Há um anátema crescente que tem sido lançado sobre as obras públicas, o famoso betão! O ardil tem sido projetado pelos que criam uma visão artificial das pessoas contra o betão. Todos são pelas pessoas e geralmente contra o betão.
Esta falácia tem feito o seu caminho e o seu inebriante perfume é bastante popular. Mas, como em todos os populismos suportados em malabarismos de linguagem, é importante parar para pensar melhor sobre o assunto. Em abono da verdade podemos começar com um axioma simples e concreto, o betão apenas existe porque existem pessoas. Ou seja, o betão é uma consequência das pessoas e não existe por si próprio. Basta esta observação para concluir imediatamente da enfermidade de pensamento dos que forçam a oposição entre pessoas e betão.
O homem, na sua inexorável busca por melhor qualidade de vida, tem sempre evoluído no seu conforto com o apoio de construções, sejam elas focadas na mobilidade, no abrigo, ou noutras vertentes da vida humana. E, neste sentido, a obra pública é uma dádiva da comunidade que, quotizando-se através dos impostos, pretende beneficiara sociedade. Torna-se assim claro que ao diabolizar as obras públicas estamos, de facto, a deixar de investir nas pessoas. Recordamos aqui de novo que as obras não existem sem as pessoas, pois elas são efetivamente para as pessoas.
Em tudo tem de haver uma proporção áurea, uma “sectio divina” como a arte nos ensina, que permita dividir de forma adequada o todo. O investimento direto nas pessoas, na sua formação, na saúde, na área social, não pode implicar o fim do investimento em betão pois, este último, é essencial para suportar os anteriores. Não pode haver formação de qualidade se não houver escolas confortáveis para os estudantes e, neste particular, convinha que as inspeções de educação se focassem em verificar o estado de “saúde” de balneários e WC, em lugar de se sentarem confortavelmente a picar papéis. Noutra vertente, não pode haver saúde de qualidade se os hospitais e centros de saúde não são atualizados estruturalmente e reforçados em equipamentos. E, como podemos falar em preocupações sociais se os equipamentos que lhe estão adstritos não são modernizados. A preocupação com as pessoas está indelevelmente ligada ao betão e à obra pública. Temos os melhores professores, médicos e funcionários do sector social do mundo, mas sem equipamentos condignos resta-lhes fazer milagres. Sim, desses que todos os dias presenciamos.

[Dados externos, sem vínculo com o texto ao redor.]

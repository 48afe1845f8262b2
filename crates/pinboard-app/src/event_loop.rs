// ApplicationHandler implementation: window lifecycle and the translation
// of winit events into the controller's pointer events.

use std::sync::Arc;

use winit::application::ApplicationHandler;
use winit::dpi::LogicalSize;
use winit::event::{ElementState, MouseButton, WindowEvent};
use winit::event_loop::ActiveEventLoop;
use winit::window::{WindowAttributes, WindowId};

use pinboard_core::{PointerEvent, Vec2};
use pinboard_input::Signal;

use crate::theme::{MIN_WINDOW_HEIGHT, MIN_WINDOW_WIDTH};
use crate::App;

impl App {
    /// Feed one pointer event through the controller and pick up the
    /// repaint signal. The canvas rect is the coordinate reference for the
    /// whole gesture.
    fn dispatch_pointer(&mut self, event: PointerEvent) {
        let canvas = self.canvas_rect;
        let signal = self.controller.process(event, &mut self.layout, canvas);
        if signal == Signal::Repaint {
            self.needs_redraw = true;
        }
    }

    fn handle_cursor_moved(&mut self, pos: Vec2) {
        self.last_cursor_pos = pos;

        if self.canvas_rect.contains(pos) {
            self.cursor_on_canvas = true;
            self.dispatch_pointer(PointerEvent::Move { position: pos });
        } else if self.cursor_on_canvas {
            // Leaving the canvas ends any drag, exactly like leaving the
            // window would.
            self.cursor_on_canvas = false;
            self.dispatch_pointer(PointerEvent::Leave);
        }
    }
}

impl ApplicationHandler for App {
    fn resumed(&mut self, event_loop: &ActiveEventLoop) {
        if self.window.is_some() {
            return;
        }

        let attrs = WindowAttributes::default()
            .with_title("Pinboard")
            .with_inner_size(LogicalSize::new(
                self.settings.window_width as f64,
                self.settings.window_height as f64,
            ))
            .with_min_inner_size(LogicalSize::new(
                MIN_WINDOW_WIDTH as f64,
                MIN_WINDOW_HEIGHT as f64,
            ));

        let window = Arc::new(event_loop.create_window(attrs).expect("create window"));
        self.window = Some(window);
        self.init_gpu();
        self.update_canvas_rect();
        self.needs_redraw = true;
    }

    fn window_event(
        &mut self,
        event_loop: &ActiveEventLoop,
        _window_id: WindowId,
        event: WindowEvent,
    ) {
        match event {
            WindowEvent::CloseRequested => {
                let logical = self.logical_size();
                self.settings.window_width = logical.width;
                self.settings.window_height = logical.height;
                event_loop.exit();
            }

            WindowEvent::Resized(new_size) => {
                self.window_size = new_size;
                self.reconfigure_surface();
                self.update_canvas_rect();
                self.needs_redraw = true;
            }

            WindowEvent::ScaleFactorChanged { scale_factor, .. } => {
                self.scale_factor = scale_factor as f32;
                if let Some(renderer) = self.renderer.as_mut() {
                    renderer.set_scale_factor(self.scale_factor);
                }
                // A Resized event with the new physical size follows.
            }

            WindowEvent::CursorMoved { position, .. } => {
                let logical = position.to_logical::<f32>(self.scale_factor as f64);
                self.handle_cursor_moved(Vec2::new(logical.x, logical.y));
            }

            WindowEvent::CursorLeft { .. } => {
                if self.cursor_on_canvas {
                    self.cursor_on_canvas = false;
                    self.dispatch_pointer(PointerEvent::Leave);
                }
            }

            WindowEvent::MouseInput {
                state: ElementState::Pressed,
                button: MouseButton::Left,
                ..
            } => {
                // Presses outside the canvas never reach the controller.
                if self.canvas_rect.contains(self.last_cursor_pos) {
                    self.dispatch_pointer(PointerEvent::Down {
                        position: self.last_cursor_pos,
                    });
                }
            }

            WindowEvent::MouseInput {
                state: ElementState::Released,
                button: MouseButton::Left,
                ..
            } => {
                self.dispatch_pointer(PointerEvent::Up {
                    position: self.last_cursor_pos,
                });
            }

            WindowEvent::RedrawRequested => {
                self.render();
                self.needs_redraw = false;
            }

            _ => {}
        }
    }

    fn about_to_wait(&mut self, _event_loop: &ActiveEventLoop) {
        if self.needs_redraw {
            if let Some(window) = &self.window {
                window.request_redraw();
            }
        }
    }
}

A referência à preocupação com as pessoas em detrimento do betão é certamente simpática, mas serve apenas para esconder o desinvestimento nessas mesmas pessoas, por via do corte nas obras que as servem.
O interior do país é um palco privilegiado para os truques de prestigiação que opõem as pessoas ao betão. Quando, em boa verdade, e dada a situação de baixa densidade que aflige estas zonas do país, elas deveriam ser palcos privilegiados para investimento nas pessoas. E, como corolário, para investimento em betão ao serviço das pessoas.
É essencial que haja, a par do crescimento em construções urbanas privadas, um reforço das obras públicas de suporte à comunidade. A panaceia das cidades inteligentes, e quem é que não quer que a sua cidade seja “esperta”? Esta panaceia não nos pode fazer esquecer da necessidade de continuar a investir no betão, e nas construções que dão suporte à vida humana condigna. Hoje sabemos que o digital e o material são complementares, não se pode anular um para favorecer o outro. É urgente um novo programa Pólis, como o que ocorreu há mais de 20 anos, um sonho do atual Secretário-Geral das Nações Unidas, António Guterres, e que na altura transformou ambientalmente, e transportou para o séc. XXI, a rede de cidades de média dimensão do país. O próximo quadro comunitário de apoio, que agora começa, é a ferramenta adequada para renovar o sonho.